BEGIN
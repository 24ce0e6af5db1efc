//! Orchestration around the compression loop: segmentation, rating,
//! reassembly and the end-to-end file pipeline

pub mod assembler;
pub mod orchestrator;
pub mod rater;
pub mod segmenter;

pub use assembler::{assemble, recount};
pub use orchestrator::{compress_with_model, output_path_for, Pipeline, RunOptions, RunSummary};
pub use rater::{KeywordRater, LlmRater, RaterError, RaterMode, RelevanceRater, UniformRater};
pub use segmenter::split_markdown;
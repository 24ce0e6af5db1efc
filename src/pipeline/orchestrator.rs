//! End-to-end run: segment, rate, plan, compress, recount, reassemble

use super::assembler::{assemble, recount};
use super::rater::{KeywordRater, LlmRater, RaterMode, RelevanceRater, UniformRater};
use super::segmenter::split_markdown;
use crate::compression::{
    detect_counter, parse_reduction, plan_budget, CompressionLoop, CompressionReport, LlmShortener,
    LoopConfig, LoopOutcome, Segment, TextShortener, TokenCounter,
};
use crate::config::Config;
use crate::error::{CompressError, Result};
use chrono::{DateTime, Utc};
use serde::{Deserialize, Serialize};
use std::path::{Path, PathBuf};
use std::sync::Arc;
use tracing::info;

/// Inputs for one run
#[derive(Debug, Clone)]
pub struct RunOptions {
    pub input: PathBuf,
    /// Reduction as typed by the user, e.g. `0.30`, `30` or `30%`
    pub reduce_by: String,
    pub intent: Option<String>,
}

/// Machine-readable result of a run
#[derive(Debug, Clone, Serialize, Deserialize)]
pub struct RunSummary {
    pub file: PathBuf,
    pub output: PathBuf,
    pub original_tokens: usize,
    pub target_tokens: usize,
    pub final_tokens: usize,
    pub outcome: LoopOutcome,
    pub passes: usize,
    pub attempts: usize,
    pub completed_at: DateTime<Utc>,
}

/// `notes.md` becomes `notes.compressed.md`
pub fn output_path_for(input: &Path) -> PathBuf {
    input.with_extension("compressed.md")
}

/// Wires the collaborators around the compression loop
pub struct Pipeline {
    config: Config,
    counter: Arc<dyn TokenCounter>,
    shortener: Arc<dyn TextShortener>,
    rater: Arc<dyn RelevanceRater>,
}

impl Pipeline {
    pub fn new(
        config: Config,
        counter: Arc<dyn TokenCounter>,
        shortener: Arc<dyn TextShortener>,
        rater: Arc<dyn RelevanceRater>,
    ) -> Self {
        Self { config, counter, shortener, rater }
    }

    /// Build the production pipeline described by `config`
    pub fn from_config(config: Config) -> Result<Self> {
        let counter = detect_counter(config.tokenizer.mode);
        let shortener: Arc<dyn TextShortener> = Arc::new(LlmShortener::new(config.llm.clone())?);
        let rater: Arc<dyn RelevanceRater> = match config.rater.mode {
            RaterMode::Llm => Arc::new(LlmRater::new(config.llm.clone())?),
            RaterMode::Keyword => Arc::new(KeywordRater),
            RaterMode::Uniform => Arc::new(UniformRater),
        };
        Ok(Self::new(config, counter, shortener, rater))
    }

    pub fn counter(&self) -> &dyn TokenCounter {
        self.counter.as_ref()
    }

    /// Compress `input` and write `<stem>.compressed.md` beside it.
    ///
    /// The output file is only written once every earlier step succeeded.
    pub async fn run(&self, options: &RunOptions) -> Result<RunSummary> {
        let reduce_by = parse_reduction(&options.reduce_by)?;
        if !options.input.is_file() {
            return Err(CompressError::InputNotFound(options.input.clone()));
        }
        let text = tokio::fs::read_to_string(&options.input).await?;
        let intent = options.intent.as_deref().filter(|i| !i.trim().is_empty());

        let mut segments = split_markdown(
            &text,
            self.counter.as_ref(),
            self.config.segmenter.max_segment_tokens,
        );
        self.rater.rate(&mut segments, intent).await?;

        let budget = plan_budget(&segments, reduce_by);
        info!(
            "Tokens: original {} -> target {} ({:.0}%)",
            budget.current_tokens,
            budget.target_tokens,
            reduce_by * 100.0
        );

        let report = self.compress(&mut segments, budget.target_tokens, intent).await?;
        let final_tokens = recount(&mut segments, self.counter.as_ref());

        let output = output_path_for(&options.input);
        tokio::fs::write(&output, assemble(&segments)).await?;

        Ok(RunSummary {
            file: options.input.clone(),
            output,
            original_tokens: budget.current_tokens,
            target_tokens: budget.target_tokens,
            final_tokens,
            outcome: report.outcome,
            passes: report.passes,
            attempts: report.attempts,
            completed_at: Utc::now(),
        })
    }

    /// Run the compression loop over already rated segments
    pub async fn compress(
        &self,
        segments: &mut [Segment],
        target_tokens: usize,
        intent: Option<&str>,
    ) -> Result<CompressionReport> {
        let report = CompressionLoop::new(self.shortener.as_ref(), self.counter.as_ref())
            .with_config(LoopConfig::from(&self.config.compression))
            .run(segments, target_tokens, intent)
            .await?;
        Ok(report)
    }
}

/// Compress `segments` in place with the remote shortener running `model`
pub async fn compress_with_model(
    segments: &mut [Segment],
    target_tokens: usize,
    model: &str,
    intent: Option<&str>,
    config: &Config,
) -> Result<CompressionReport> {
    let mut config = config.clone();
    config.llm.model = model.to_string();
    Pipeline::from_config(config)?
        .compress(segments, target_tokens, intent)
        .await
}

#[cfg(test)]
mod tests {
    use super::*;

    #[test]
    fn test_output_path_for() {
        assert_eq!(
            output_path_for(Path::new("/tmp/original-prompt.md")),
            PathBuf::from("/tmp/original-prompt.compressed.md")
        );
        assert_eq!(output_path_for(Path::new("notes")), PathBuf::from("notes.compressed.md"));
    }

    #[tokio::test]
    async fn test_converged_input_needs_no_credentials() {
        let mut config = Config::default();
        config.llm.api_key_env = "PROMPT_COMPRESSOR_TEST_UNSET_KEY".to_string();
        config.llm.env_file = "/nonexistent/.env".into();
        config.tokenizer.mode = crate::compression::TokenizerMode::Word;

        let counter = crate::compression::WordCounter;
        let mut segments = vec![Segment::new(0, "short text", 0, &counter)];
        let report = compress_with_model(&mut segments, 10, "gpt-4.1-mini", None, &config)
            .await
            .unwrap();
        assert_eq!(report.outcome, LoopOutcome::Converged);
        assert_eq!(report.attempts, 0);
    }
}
END
BEGIN
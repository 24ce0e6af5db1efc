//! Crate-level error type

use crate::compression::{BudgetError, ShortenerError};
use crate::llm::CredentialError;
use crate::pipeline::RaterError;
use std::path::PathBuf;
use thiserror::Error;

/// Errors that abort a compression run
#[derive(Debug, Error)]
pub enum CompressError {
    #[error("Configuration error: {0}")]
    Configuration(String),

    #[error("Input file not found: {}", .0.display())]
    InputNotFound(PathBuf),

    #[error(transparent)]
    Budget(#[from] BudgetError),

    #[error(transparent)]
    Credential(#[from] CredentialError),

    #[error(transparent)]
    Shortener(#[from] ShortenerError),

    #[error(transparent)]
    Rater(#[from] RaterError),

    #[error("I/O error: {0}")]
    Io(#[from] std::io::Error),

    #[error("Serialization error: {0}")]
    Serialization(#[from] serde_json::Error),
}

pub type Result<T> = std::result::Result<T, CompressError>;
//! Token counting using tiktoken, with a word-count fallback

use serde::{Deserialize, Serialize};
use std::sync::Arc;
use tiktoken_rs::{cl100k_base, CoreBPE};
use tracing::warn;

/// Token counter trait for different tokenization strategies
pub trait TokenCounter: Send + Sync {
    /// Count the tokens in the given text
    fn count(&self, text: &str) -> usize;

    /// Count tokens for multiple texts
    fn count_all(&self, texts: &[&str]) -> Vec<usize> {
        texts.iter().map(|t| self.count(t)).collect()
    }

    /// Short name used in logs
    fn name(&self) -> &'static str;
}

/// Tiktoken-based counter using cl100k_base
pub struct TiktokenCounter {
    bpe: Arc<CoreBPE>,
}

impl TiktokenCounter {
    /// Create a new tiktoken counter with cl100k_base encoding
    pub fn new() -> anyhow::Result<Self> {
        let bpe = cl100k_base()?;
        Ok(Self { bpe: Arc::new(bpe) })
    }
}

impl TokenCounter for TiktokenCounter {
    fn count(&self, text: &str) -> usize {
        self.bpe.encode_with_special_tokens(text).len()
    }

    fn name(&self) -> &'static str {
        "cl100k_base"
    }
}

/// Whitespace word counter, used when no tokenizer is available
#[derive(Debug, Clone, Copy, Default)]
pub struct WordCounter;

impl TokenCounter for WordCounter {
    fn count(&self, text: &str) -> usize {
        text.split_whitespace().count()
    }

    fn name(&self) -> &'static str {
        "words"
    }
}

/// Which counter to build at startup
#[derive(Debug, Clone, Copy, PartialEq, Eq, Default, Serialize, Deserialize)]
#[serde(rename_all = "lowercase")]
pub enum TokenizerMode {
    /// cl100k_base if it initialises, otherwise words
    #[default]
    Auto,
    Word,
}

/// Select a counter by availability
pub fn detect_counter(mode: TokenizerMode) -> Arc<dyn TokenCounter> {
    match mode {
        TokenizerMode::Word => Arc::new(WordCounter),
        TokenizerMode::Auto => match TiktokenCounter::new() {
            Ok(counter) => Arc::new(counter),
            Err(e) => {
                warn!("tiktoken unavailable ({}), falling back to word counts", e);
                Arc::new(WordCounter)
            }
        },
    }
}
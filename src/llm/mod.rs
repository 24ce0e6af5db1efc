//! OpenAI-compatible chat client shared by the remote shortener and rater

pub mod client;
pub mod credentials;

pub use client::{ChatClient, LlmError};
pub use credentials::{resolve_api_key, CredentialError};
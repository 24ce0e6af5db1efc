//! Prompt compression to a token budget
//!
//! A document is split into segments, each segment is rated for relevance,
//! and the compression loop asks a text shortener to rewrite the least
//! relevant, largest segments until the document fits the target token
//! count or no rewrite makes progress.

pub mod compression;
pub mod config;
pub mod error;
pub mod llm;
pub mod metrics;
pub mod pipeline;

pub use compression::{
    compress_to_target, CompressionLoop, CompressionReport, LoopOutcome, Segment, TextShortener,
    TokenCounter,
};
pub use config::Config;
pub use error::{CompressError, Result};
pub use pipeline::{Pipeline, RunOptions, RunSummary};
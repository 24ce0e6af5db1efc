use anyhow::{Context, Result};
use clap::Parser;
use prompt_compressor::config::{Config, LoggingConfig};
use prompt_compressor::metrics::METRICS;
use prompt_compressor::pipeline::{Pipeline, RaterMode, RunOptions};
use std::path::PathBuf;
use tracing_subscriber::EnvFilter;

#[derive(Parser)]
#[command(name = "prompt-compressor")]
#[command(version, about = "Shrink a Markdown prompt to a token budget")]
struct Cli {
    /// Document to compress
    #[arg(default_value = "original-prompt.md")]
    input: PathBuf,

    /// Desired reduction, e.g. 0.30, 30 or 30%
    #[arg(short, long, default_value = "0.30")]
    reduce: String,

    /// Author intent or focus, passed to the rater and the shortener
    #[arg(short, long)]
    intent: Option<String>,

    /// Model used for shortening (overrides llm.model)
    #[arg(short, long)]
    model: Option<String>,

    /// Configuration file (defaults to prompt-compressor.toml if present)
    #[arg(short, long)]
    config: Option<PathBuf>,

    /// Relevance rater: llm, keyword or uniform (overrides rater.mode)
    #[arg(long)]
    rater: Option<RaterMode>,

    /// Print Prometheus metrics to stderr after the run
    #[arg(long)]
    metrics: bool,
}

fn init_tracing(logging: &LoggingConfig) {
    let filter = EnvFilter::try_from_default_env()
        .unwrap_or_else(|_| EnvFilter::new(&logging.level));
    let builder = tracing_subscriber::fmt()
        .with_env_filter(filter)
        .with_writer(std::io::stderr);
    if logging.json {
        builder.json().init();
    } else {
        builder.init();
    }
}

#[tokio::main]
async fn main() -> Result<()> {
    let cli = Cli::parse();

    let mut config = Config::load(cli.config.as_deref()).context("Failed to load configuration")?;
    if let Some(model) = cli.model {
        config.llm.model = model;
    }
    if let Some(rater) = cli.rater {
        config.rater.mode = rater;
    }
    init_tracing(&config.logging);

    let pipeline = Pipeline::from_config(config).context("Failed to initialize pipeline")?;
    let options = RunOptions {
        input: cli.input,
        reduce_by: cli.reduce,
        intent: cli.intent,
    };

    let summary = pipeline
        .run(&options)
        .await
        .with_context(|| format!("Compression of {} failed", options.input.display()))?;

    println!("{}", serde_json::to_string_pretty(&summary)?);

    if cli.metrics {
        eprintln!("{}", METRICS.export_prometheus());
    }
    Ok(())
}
END
BEGIN
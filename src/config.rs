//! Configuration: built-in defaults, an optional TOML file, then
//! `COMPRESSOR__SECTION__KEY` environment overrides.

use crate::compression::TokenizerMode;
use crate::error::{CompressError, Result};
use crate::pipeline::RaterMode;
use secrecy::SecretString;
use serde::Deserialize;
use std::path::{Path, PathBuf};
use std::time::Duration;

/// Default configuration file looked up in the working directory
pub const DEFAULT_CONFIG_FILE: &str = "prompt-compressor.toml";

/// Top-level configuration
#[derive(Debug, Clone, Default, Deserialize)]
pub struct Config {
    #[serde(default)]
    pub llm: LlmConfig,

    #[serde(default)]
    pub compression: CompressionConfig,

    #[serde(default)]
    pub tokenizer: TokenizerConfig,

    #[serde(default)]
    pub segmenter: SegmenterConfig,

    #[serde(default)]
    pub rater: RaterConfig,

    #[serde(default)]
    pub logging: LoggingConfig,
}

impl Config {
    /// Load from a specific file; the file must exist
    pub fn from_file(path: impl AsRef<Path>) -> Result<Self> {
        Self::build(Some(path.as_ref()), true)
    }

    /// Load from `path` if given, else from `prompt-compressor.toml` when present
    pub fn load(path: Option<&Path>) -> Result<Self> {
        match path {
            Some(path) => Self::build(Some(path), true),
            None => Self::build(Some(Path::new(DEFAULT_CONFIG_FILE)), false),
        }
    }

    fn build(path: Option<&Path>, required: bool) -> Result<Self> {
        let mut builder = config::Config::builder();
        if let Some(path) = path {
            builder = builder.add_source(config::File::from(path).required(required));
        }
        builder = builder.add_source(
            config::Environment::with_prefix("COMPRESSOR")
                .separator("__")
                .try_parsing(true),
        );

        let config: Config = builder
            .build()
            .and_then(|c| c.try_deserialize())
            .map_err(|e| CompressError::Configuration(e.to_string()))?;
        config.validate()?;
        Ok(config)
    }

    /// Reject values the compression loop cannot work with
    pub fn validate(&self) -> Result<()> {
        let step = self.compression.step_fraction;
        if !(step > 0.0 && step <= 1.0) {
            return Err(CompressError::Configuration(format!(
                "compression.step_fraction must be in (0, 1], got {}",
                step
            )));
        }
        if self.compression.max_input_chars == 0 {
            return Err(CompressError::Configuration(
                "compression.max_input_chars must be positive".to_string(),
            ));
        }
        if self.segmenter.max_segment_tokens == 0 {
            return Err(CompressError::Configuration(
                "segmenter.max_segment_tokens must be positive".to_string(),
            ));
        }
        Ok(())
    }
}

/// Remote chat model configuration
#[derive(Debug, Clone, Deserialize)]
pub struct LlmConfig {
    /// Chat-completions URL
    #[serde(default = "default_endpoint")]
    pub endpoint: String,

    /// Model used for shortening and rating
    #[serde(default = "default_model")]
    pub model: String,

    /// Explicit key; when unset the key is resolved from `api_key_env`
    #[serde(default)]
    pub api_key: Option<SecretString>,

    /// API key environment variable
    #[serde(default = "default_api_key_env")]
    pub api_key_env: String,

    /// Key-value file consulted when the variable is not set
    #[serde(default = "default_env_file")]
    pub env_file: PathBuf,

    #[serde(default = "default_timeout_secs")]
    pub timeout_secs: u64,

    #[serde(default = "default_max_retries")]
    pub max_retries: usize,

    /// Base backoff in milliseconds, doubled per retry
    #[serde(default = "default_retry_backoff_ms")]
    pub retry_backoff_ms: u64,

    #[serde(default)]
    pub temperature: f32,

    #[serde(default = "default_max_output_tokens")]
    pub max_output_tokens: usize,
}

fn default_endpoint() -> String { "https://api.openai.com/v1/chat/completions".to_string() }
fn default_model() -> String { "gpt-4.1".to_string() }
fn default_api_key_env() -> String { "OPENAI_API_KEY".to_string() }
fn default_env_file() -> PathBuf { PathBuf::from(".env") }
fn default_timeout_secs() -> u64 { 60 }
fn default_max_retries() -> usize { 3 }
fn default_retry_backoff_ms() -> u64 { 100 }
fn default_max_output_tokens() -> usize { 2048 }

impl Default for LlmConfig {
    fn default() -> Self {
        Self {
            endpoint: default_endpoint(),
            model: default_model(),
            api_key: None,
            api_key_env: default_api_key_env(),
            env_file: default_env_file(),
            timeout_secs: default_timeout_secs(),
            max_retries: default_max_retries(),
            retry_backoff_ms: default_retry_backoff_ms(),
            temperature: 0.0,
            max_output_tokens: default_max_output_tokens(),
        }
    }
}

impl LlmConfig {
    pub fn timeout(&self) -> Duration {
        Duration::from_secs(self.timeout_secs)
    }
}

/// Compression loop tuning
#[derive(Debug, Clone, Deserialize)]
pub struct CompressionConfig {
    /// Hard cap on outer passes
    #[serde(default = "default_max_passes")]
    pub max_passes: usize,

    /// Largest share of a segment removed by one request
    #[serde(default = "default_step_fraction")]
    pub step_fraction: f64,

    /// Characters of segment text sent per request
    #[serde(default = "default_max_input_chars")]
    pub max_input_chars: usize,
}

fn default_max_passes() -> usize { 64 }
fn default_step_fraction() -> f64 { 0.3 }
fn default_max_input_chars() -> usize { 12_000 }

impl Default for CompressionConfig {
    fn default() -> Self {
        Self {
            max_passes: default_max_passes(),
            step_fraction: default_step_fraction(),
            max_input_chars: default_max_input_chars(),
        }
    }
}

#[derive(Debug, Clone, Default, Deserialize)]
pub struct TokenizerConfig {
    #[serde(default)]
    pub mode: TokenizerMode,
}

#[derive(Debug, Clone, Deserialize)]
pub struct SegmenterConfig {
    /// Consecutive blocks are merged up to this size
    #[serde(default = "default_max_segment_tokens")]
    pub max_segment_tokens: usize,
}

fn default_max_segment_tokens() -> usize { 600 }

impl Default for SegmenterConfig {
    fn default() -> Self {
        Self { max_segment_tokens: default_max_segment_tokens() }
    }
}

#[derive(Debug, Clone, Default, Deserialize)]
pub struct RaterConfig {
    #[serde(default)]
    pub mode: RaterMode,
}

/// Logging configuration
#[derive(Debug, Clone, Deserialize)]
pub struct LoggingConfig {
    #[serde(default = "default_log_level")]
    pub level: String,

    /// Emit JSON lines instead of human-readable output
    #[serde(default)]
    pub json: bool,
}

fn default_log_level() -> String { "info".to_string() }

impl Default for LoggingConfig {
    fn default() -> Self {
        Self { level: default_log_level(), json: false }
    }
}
END
* **Exercise requirements**:
Show each line from the listing above that includes the word "RaterConfig".

* **Result of this exercise**:
    pub rater: RaterConfig,
pub struct RaterConfig {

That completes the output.